§ What this task involves
The line containing "ESP32 ADC1 (IR" marks the end; copy exactly all lines from the start of the material up to and including it.

§ Data under study
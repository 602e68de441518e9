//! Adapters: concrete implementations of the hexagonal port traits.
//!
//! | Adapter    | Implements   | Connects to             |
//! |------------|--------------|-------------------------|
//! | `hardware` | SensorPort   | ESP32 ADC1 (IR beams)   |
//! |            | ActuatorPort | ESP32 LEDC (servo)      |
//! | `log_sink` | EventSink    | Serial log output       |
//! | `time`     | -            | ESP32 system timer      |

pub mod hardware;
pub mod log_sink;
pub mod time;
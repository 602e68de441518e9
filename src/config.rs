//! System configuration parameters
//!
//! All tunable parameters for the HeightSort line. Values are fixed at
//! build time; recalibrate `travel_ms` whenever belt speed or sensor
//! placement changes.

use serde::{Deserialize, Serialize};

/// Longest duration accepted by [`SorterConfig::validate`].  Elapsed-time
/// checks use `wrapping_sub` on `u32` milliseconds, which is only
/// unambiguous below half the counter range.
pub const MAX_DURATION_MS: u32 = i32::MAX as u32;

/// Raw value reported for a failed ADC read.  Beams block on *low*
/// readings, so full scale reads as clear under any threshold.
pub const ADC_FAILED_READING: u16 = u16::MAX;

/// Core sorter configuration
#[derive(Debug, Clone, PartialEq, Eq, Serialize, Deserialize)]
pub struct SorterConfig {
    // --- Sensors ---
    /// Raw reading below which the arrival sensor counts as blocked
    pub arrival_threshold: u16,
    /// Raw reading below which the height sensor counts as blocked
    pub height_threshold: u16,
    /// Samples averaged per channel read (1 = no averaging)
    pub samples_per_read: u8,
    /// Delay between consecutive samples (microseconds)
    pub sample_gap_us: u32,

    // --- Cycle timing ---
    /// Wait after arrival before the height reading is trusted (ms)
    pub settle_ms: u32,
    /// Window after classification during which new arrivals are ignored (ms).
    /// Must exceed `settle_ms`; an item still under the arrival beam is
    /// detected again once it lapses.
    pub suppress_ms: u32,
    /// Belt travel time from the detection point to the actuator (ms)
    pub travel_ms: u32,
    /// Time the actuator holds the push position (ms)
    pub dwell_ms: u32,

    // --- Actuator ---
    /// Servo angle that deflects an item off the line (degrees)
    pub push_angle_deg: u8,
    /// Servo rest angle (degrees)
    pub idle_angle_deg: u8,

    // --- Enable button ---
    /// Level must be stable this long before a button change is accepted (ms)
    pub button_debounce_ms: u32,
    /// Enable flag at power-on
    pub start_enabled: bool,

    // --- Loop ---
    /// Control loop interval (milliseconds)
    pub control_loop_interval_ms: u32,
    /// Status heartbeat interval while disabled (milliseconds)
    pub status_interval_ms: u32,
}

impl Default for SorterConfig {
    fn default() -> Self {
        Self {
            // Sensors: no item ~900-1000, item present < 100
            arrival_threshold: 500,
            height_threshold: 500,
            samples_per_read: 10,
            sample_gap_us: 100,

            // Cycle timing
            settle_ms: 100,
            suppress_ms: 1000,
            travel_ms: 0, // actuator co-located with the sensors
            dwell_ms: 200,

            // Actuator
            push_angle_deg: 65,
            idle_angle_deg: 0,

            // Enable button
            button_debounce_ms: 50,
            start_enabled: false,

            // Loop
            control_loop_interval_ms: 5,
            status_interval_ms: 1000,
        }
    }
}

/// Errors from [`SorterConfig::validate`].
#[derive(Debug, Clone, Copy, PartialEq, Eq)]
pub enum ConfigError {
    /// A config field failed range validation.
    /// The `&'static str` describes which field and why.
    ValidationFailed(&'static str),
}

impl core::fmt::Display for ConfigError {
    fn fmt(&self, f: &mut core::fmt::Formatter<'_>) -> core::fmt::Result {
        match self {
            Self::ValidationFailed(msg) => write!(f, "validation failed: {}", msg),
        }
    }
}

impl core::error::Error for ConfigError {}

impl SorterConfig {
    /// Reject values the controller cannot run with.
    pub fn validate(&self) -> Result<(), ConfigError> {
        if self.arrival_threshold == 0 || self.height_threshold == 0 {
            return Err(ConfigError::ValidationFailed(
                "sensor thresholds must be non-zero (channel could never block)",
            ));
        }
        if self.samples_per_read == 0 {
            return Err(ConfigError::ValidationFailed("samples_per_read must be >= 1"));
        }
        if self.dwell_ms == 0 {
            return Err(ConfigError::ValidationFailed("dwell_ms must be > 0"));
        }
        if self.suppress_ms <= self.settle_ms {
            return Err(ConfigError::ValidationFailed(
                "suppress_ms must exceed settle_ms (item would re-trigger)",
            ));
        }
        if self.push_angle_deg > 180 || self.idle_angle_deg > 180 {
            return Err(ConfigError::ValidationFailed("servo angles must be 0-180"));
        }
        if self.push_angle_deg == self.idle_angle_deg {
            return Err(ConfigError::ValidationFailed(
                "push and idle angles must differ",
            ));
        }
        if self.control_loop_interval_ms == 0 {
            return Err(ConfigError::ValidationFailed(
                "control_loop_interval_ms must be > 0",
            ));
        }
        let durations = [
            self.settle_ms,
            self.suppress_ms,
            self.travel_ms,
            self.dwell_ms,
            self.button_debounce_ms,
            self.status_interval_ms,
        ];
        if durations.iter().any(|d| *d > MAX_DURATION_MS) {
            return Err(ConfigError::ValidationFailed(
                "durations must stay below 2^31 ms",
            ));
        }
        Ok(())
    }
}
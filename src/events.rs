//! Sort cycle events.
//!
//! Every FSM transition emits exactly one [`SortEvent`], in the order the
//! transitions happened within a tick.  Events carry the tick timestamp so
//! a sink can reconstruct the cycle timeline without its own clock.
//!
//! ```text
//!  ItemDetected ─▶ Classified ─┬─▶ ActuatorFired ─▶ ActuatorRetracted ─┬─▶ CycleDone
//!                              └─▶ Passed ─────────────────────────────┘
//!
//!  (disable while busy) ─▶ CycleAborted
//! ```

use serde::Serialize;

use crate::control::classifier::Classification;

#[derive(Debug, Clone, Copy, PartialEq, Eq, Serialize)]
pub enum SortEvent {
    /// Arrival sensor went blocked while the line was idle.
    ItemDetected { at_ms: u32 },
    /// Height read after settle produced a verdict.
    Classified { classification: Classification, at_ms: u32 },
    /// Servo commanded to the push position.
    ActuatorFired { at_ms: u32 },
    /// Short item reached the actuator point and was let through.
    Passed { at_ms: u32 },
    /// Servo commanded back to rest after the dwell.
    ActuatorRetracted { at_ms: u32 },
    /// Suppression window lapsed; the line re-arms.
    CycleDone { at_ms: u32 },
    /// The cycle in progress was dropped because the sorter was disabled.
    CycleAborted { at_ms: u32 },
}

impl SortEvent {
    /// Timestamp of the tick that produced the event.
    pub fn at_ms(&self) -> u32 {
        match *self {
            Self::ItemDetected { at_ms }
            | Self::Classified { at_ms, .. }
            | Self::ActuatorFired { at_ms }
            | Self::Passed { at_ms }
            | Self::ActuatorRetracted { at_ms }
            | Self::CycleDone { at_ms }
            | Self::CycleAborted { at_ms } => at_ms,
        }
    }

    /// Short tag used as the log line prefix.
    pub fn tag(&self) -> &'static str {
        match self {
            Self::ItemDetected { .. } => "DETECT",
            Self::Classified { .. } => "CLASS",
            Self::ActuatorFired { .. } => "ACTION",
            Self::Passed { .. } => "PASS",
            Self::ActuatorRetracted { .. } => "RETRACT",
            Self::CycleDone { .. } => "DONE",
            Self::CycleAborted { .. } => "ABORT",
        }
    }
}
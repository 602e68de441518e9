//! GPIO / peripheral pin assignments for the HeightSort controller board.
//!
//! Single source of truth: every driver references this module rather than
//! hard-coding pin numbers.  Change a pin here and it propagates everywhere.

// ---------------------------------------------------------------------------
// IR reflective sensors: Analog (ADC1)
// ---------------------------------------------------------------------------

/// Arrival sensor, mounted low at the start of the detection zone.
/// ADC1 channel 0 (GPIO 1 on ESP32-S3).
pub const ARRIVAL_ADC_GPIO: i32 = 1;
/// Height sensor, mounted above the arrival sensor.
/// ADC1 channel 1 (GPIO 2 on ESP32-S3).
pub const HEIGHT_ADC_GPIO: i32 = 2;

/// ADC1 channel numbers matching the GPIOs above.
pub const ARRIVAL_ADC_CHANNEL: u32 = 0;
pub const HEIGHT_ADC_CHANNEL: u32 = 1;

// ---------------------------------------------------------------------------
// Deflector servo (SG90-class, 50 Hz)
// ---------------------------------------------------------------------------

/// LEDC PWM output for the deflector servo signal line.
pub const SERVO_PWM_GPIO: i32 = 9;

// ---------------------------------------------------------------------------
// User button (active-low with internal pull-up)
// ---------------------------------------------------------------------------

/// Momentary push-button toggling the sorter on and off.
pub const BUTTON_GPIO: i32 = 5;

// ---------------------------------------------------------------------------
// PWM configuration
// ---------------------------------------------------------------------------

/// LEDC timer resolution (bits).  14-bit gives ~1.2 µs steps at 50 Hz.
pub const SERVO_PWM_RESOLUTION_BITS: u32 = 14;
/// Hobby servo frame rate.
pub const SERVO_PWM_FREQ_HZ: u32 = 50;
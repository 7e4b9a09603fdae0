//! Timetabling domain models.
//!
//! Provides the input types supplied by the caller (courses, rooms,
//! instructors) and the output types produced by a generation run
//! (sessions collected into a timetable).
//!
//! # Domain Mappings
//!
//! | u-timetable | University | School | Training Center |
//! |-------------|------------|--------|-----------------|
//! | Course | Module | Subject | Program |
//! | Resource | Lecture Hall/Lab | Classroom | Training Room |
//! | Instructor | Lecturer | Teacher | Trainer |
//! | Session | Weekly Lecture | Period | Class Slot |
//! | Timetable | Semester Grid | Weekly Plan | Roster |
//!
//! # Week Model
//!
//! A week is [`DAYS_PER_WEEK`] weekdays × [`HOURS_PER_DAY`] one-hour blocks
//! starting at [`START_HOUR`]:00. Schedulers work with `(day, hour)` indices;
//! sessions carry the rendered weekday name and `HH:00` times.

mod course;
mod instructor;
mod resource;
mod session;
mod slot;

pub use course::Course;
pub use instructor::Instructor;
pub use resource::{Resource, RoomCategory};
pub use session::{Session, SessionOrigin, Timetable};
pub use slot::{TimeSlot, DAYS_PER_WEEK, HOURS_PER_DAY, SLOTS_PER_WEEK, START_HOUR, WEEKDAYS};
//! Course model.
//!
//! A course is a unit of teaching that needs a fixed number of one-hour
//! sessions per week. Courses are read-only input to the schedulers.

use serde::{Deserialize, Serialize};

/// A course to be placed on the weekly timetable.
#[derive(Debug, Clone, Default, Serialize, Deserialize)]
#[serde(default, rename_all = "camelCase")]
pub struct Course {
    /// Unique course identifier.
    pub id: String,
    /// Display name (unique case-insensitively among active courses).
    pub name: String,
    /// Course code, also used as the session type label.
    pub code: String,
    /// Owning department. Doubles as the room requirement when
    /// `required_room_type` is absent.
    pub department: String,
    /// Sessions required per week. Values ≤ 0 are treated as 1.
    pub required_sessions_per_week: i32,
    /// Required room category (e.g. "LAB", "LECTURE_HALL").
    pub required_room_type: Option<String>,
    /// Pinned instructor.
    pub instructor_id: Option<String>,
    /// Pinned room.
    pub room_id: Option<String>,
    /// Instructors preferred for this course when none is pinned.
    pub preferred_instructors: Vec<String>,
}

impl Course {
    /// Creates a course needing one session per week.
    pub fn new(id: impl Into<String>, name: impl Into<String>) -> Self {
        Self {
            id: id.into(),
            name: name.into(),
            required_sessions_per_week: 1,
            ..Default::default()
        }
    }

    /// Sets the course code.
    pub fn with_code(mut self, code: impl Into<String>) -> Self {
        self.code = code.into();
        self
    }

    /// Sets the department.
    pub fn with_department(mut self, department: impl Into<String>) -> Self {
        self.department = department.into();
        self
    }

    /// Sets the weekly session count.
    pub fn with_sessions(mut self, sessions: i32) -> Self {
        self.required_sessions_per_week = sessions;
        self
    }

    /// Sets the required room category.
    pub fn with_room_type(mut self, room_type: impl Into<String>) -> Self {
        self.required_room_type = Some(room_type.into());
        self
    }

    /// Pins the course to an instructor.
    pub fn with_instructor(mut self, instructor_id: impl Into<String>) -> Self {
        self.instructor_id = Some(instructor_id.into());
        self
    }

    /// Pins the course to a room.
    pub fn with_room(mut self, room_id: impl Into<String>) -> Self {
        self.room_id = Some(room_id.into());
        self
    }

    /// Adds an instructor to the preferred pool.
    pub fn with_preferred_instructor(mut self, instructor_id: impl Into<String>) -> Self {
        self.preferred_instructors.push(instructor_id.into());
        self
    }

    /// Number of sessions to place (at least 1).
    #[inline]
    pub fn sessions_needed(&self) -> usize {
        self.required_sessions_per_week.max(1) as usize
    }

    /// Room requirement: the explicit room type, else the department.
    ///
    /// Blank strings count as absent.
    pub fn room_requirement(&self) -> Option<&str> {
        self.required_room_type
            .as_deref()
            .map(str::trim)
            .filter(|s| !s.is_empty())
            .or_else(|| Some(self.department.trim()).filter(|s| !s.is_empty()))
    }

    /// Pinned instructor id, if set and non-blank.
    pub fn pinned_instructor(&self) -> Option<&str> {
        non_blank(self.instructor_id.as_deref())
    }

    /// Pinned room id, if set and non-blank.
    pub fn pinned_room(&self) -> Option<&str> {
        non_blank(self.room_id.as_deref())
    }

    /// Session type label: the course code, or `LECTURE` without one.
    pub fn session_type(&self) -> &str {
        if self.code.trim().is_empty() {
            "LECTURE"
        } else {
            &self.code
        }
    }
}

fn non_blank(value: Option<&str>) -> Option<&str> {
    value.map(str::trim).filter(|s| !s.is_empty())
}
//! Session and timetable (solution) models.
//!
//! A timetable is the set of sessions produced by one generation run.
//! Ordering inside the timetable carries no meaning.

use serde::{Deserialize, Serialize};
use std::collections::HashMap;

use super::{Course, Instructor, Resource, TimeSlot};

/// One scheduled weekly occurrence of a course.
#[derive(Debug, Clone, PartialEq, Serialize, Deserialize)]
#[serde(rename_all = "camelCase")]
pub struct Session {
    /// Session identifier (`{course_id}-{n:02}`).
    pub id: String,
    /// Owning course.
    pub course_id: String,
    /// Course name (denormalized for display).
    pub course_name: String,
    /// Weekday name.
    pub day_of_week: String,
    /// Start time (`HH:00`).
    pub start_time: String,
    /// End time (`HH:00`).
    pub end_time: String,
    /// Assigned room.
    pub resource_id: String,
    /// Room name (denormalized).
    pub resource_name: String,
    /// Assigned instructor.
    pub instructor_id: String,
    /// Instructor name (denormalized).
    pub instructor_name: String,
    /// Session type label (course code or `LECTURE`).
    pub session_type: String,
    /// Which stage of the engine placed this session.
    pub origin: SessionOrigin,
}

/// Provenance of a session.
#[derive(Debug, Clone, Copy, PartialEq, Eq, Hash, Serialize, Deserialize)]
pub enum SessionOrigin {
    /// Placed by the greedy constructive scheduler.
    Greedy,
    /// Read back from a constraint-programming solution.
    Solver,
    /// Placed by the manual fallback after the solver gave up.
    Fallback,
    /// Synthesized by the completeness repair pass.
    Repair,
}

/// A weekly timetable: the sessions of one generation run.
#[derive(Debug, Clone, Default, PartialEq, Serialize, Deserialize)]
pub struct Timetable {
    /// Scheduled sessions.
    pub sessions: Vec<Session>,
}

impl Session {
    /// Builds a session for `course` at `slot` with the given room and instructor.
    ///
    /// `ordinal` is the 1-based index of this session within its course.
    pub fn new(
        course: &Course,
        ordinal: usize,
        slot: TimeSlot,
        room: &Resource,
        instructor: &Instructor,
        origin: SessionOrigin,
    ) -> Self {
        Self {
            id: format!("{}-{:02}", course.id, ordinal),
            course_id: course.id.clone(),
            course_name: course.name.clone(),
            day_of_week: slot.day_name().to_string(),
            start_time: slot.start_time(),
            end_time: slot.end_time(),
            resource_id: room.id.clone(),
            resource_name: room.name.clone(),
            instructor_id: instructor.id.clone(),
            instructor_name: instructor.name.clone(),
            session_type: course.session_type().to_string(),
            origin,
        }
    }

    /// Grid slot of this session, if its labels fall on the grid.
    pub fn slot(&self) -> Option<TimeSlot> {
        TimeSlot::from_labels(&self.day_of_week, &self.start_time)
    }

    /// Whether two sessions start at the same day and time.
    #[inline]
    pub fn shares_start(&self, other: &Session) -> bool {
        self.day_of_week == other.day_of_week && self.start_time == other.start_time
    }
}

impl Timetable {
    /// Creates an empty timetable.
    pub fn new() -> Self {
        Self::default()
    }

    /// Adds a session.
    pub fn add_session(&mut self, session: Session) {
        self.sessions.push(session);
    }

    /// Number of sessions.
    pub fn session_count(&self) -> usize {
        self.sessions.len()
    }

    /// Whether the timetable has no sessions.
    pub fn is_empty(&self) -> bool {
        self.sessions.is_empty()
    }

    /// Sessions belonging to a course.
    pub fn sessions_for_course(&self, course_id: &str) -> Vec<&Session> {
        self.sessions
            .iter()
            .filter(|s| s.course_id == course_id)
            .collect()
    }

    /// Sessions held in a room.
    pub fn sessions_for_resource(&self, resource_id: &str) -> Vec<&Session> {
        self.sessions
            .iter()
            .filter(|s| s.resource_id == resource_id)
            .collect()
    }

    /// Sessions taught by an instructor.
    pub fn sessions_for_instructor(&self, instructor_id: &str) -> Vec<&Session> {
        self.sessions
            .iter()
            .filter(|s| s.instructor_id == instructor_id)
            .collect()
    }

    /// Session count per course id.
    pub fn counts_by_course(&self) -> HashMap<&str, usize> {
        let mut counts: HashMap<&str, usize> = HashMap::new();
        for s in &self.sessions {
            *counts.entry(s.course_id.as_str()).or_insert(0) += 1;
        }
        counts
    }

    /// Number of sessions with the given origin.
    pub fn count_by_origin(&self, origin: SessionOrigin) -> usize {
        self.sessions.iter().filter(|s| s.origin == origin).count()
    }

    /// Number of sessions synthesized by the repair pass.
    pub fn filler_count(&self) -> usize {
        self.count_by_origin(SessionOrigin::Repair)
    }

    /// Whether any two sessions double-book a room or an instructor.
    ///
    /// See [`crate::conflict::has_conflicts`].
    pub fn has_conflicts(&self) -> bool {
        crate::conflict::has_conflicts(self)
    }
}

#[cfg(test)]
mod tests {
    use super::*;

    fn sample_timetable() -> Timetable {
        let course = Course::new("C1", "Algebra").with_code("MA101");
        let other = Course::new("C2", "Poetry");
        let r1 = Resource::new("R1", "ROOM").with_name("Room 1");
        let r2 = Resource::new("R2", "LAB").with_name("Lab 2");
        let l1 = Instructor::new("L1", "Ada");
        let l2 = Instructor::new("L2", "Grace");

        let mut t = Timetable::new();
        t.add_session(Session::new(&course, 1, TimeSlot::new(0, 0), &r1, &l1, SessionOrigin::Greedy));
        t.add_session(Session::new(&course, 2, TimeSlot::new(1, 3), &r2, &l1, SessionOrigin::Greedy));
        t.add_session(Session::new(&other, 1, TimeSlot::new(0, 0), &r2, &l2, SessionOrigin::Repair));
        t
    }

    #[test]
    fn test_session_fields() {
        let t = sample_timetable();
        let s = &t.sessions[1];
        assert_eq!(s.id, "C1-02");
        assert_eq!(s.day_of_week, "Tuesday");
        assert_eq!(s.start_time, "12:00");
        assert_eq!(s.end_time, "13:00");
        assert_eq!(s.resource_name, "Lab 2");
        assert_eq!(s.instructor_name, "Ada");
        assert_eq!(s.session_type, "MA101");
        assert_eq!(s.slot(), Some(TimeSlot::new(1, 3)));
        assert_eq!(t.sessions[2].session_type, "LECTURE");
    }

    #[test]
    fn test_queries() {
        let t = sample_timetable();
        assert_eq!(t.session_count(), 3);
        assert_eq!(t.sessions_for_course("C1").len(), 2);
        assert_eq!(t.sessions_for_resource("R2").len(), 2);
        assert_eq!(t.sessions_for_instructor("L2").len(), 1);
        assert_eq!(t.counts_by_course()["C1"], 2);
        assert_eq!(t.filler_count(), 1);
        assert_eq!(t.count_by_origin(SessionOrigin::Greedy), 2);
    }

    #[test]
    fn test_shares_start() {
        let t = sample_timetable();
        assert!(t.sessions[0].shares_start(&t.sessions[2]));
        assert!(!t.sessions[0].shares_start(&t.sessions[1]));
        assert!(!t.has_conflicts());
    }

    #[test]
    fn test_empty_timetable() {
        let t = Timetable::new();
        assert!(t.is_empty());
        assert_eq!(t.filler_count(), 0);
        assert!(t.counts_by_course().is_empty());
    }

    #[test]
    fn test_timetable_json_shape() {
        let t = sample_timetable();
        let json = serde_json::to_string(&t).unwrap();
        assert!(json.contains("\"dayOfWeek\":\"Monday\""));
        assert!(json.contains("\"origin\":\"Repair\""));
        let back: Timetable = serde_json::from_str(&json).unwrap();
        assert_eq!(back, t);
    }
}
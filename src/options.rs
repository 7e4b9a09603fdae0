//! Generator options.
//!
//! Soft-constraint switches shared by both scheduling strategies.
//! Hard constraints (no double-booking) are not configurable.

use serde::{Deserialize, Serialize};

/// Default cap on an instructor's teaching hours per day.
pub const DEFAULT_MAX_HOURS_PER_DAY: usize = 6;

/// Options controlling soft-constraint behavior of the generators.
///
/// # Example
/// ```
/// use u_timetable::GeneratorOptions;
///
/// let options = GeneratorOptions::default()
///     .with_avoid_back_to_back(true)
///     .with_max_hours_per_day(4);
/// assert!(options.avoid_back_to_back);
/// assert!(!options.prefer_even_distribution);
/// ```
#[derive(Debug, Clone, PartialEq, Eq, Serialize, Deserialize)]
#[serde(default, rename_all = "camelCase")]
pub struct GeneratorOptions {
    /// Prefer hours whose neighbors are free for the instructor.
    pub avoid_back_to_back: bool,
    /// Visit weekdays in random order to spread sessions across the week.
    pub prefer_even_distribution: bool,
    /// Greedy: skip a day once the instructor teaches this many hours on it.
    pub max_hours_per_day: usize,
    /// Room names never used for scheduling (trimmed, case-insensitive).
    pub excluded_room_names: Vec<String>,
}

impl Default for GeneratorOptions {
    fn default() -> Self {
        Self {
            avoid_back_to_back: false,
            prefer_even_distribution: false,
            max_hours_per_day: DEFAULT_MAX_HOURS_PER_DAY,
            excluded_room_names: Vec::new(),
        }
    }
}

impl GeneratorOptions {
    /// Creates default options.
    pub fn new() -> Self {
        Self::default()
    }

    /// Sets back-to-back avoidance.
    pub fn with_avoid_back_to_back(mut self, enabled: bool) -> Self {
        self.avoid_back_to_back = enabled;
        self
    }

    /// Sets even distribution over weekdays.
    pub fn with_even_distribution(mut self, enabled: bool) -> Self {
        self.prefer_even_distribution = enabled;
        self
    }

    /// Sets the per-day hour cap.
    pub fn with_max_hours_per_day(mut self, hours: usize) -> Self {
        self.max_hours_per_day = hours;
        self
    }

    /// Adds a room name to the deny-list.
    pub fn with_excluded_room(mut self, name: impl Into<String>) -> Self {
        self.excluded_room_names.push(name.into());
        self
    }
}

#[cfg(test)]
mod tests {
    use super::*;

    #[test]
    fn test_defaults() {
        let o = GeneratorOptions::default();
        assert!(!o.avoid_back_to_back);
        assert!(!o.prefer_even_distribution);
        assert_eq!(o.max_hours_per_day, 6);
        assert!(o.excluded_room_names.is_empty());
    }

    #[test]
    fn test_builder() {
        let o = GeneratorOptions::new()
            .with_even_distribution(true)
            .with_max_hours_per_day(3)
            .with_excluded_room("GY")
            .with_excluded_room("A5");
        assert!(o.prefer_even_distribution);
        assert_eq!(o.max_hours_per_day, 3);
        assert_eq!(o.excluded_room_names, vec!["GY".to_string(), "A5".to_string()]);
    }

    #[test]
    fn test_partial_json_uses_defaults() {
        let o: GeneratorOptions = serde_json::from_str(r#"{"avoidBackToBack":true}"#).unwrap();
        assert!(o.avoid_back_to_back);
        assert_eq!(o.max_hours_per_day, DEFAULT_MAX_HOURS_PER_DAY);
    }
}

§ Response for this exercise
repository 602e68de441518e9
//! Adapters: concrete implementations of the hexagonal port traits.
//!
//! | Adapter    | Implements   | Connects to             |
//! |------------|--------------|-------------------------|
//! | `hardware` | SensorPort   | ESP32 ADC1 (IR beams)   |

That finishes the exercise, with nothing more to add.